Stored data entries
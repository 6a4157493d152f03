use rand::rngs::StdRng;
use rand::{Rng, SeedableRng};
use rand_distr::{Distribution, Exp};
use serde::{Deserialize, Serialize};
use crate::{
    data::LifetimeData,
    error::{Result, SurvivalError},
};

/// how lifetimes get right-censored
#[derive(Debug, Clone, Copy, PartialEq, Default, Serialize, Deserialize)]
#[serde(tag = "kind", rename_all = "snake_case")]
pub enum CensoringScheme {
    /// everyone observed to failure
    #[default]
    None,
    /// study ends at `horizon`; anyone still alive is censored there
    FixedHorizon { horizon: f64 },
    /// independent censoring time ~ U(low, high)
    Uniform { low: f64, high: f64 },
    /// independent censoring time ~ Exp(rate)
    Exponential { rate: f64 },
}

/// knobs for generating synthetic weibull lifetimes
#[derive(Debug, Clone, PartialEq, Serialize, Deserialize)]
#[serde(default)]
pub struct SimulationConfig {
    pub n_samples: usize,
    pub scale: f64, // lambda
    pub shape: f64, // rho
    pub censoring: CensoringScheme,
    pub seed: u64,
}

impl Default for SimulationConfig {
    fn default() -> Self {
        Self {
            n_samples: 100,
            scale: 10.0,
            shape: 1.5,
            censoring: CensoringScheme::None,
            seed: 42,
        }
    }
}

impl SimulationConfig {
    pub fn new(n_samples: usize, scale: f64, shape: f64) -> Self {
        Self {
            n_samples,
            scale,
            shape,
            ..Default::default()
        }
    }

    pub fn with_censoring(mut self, censoring: CensoringScheme) -> Self {
        self.censoring = censoring;
        self
    }

    pub fn with_seed(mut self, seed: u64) -> Self {
        self.seed = seed;
        self
    }

    /// parse from toml; missing keys keep their defaults
    pub fn from_toml_str(source: &str) -> Result<Self> {
        let config: Self = toml::from_str(source)?;
        config.validate()?;
        Ok(config)
    }

    pub fn validate(&self) -> Result<()> {
        if self.n_samples == 0 {
            return Err(SurvivalError::invalid_config("n_samples must be > 0"));
        }
        if !(self.scale > 0.0 && self.scale.is_finite()) {
            return Err(SurvivalError::invalid_config(format!(
                "scale must be positive & finite, got {}",
                self.scale
            )));
        }
        if !(self.shape > 0.0 && self.shape.is_finite()) {
            return Err(SurvivalError::invalid_config(format!(
                "shape must be positive & finite, got {}",
                self.shape
            )));
        }

        match self.censoring {
            CensoringScheme::None => {}
            CensoringScheme::FixedHorizon { horizon } => {
                if !(horizon > 0.0 && horizon.is_finite()) {
                    return Err(SurvivalError::invalid_config(format!(
                        "censoring horizon must be positive, got {}",
                        horizon
                    )));
                }
            }
            CensoringScheme::Uniform { low, high } => {
                if !(low >= 0.0 && high > low && high.is_finite()) {
                    return Err(SurvivalError::invalid_config(format!(
                        "uniform censoring needs 0 <= low < high, got [{}, {}]",
                        low, high
                    )));
                }
            }
            CensoringScheme::Exponential { rate } => {
                if !(rate > 0.0 && rate.is_finite()) {
                    return Err(SurvivalError::invalid_config(format!(
                        "censoring rate must be positive, got {}",
                        rate
                    )));
                }
            }
        }

        Ok(())
    }
}

/// one weibull lifetime by inverting S(t) = exp(-(t/lambda)^rho)
pub fn sample_weibull<R: Rng + ?Sized>(rng: &mut R, scale: f64, shape: f64) -> f64 {
    let u = 1.0 - rng.gen::<f64>(); // (0, 1], keeps ln finite
    scale * (-u.ln()).powf(1.0 / shape)
}

/// generate a censored weibull sample, seeded from the config
pub fn simulate(config: &SimulationConfig) -> Result<LifetimeData> {
    let mut rng = StdRng::seed_from_u64(config.seed);
    simulate_with_rng(config, &mut rng)
}

/// same as [`simulate`] but drawing from a caller-owned rng (ignores `config.seed`)
pub fn simulate_with_rng<R: Rng + ?Sized>(
    config: &SimulationConfig,
    rng: &mut R,
) -> Result<LifetimeData> {
    config.validate()?;

    let exp_censoring = match config.censoring {
        CensoringScheme::Exponential { rate } => Some(
            Exp::new(rate).map_err(|e| SurvivalError::invalid_config(e.to_string()))?,
        ),
        _ => None,
    };

    let mut durations = Vec::with_capacity(config.n_samples);
    let mut observed = Vec::with_capacity(config.n_samples);

    for _ in 0..config.n_samples {
        let lifetime = sample_weibull(rng, config.scale, config.shape);

        let censor_time = match config.censoring {
            CensoringScheme::None => f64::INFINITY,
            CensoringScheme::FixedHorizon { horizon } => horizon,
            CensoringScheme::Uniform { low, high } => rng.gen_range(low..high),
            CensoringScheme::Exponential { .. } => match &exp_censoring {
                Some(dist) => dist.sample(rng),
                None => f64::INFINITY,
            },
        };

        if lifetime <= censor_time {
            durations.push(lifetime);
            observed.push(true);
        } else {
            durations.push(censor_time);
            observed.push(false);
        }
    }

    // a zero censoring draw can't be a valid duration
    for d in durations.iter_mut() {
        if *d <= 0.0 {
            *d = f64::MIN_POSITIVE;
        }
    }

    let data = LifetimeData::new(durations, observed)?;
    log::debug!(
        "simulated {} weibull lifetimes (scale={}, shape={}): {} events, {} censored",
        data.n_samples(),
        config.scale,
        config.shape,
        data.n_events(),
        data.n_censored()
    );

    Ok(data)
}

#[cfg(test)]
mod tests {
    use super::*;
    use approx::assert_relative_eq;

    #[test]
    fn test_same_seed_same_data() {
        let config = SimulationConfig::new(50, 5.0, 2.0).with_seed(7);
        let a = simulate(&config).unwrap();
        let b = simulate(&config).unwrap();
        assert_eq!(a.durations(), b.durations());
        assert_eq!(a.observed(), b.observed());

        let c = simulate(&config.clone().with_seed(8)).unwrap();
        assert_ne!(a.durations(), c.durations());
    }

    #[test]
    fn test_uncensored_by_default() {
        let data = simulate(&SimulationConfig::default()).unwrap();
        assert_eq!(data.n_samples(), 100);
        assert_eq!(data.n_censored(), 0);
    }

    #[test]
    fn test_fixed_horizon_censoring() {
        let config = SimulationConfig::new(500, 10.0, 1.5)
            .with_censoring(CensoringScheme::FixedHorizon { horizon: 8.0 });
        let data = simulate(&config).unwrap();

        assert!(data.n_censored() > 0);
        for (t, observed) in data.iter() {
            assert!(t <= 8.0);
            if !observed {
                assert_eq!(t, 8.0);
            }
        }

        // S(8) = exp(-(0.8)^1.5) ~ 0.489
        let censored_fraction = data.n_censored() as f64 / data.n_samples() as f64;
        assert!((censored_fraction - 0.489).abs() < 0.08, "censored {}", censored_fraction);
    }

    #[test]
    fn test_random_censoring() {
        let uniform = SimulationConfig::new(300, 10.0, 1.5)
            .with_censoring(CensoringScheme::Uniform { low: 1.0, high: 15.0 });
        let data = simulate(&uniform).unwrap();
        assert!(data.n_censored() > 0 && data.n_events() > 0);

        let exponential = SimulationConfig::new(300, 10.0, 1.5)
            .with_censoring(CensoringScheme::Exponential { rate: 0.1 });
        let data = simulate(&exponential).unwrap();
        assert!(data.n_censored() > 0 && data.n_events() > 0);
    }

    #[test]
    fn test_sample_weibull_median() {
        let mut rng = StdRng::seed_from_u64(11);
        let mut draws: Vec<f64> = (0..20_000).map(|_| sample_weibull(&mut rng, 10.0, 2.0)).collect();
        draws.sort_by(f64::total_cmp);

        let sample_median = draws[draws.len() / 2];
        let true_median = 10.0 * std::f64::consts::LN_2.sqrt();
        assert_relative_eq!(sample_median, true_median, max_relative = 0.03);
        assert!(draws.iter().all(|&t| t >= 0.0 && t.is_finite()));
    }

    #[test]
    fn test_validate() {
        assert!(SimulationConfig::new(0, 1.0, 1.0).validate().is_err());
        assert!(SimulationConfig::new(10, -1.0, 1.0).validate().is_err());
        assert!(SimulationConfig::new(10, 1.0, f64::NAN).validate().is_err());
        assert!(SimulationConfig::default()
            .with_censoring(CensoringScheme::Uniform { low: 5.0, high: 2.0 })
            .validate()
            .is_err());
        assert!(SimulationConfig::default()
            .with_censoring(CensoringScheme::Exponential { rate: 0.0 })
            .validate()
            .is_err());
        assert!(SimulationConfig::default()
            .with_censoring(CensoringScheme::FixedHorizon { horizon: -3.0 })
            .validate()
            .is_err());
    }

    #[test]
    fn test_from_toml() {
        let config = SimulationConfig::from_toml_str(
            r#"
            n_samples = 250
            shape = 0.8

            [censoring]
            kind = "fixed_horizon"
            horizon = 12.0
            "#,
        )
        .unwrap();

        assert_eq!(config.n_samples, 250);
        assert_eq!(config.shape, 0.8);
        assert_eq!(config.scale, 10.0); // default kept
        assert_eq!(config.censoring, CensoringScheme::FixedHorizon { horizon: 12.0 });

        assert!(matches!(
            SimulationConfig::from_toml_str("n_samples = 0"),
            Err(SurvivalError::InvalidConfig { .. })
        ));
        assert!(SimulationConfig::from_toml_str("n_samples = \"lots\"").is_err());
    }

    #[test]
    fn test_config_json_round_trip() {
        let config = SimulationConfig::default()
            .with_censoring(CensoringScheme::Exponential { rate: 0.05 });
        let json = serde_json::to_string(&config).unwrap();
        let back: SimulationConfig = serde_json::from_str(&json).unwrap();
        assert_eq!(config, back);
    }
}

Task item
Beginning with the very first line of the records above, please retype each line through the one that has "lifetimes get right-censored", and add nothing.

Written answer
repository 6a4157493d152f03
use rand::rngs::StdRng;
use rand::{Rng, SeedableRng};
use rand_distr::{Distribution, Exp};
use serde::{Deserialize, Serialize};
use crate::{
    data::LifetimeData,
    error::{Result, SurvivalError},
};

/// how lifetimes get right-censored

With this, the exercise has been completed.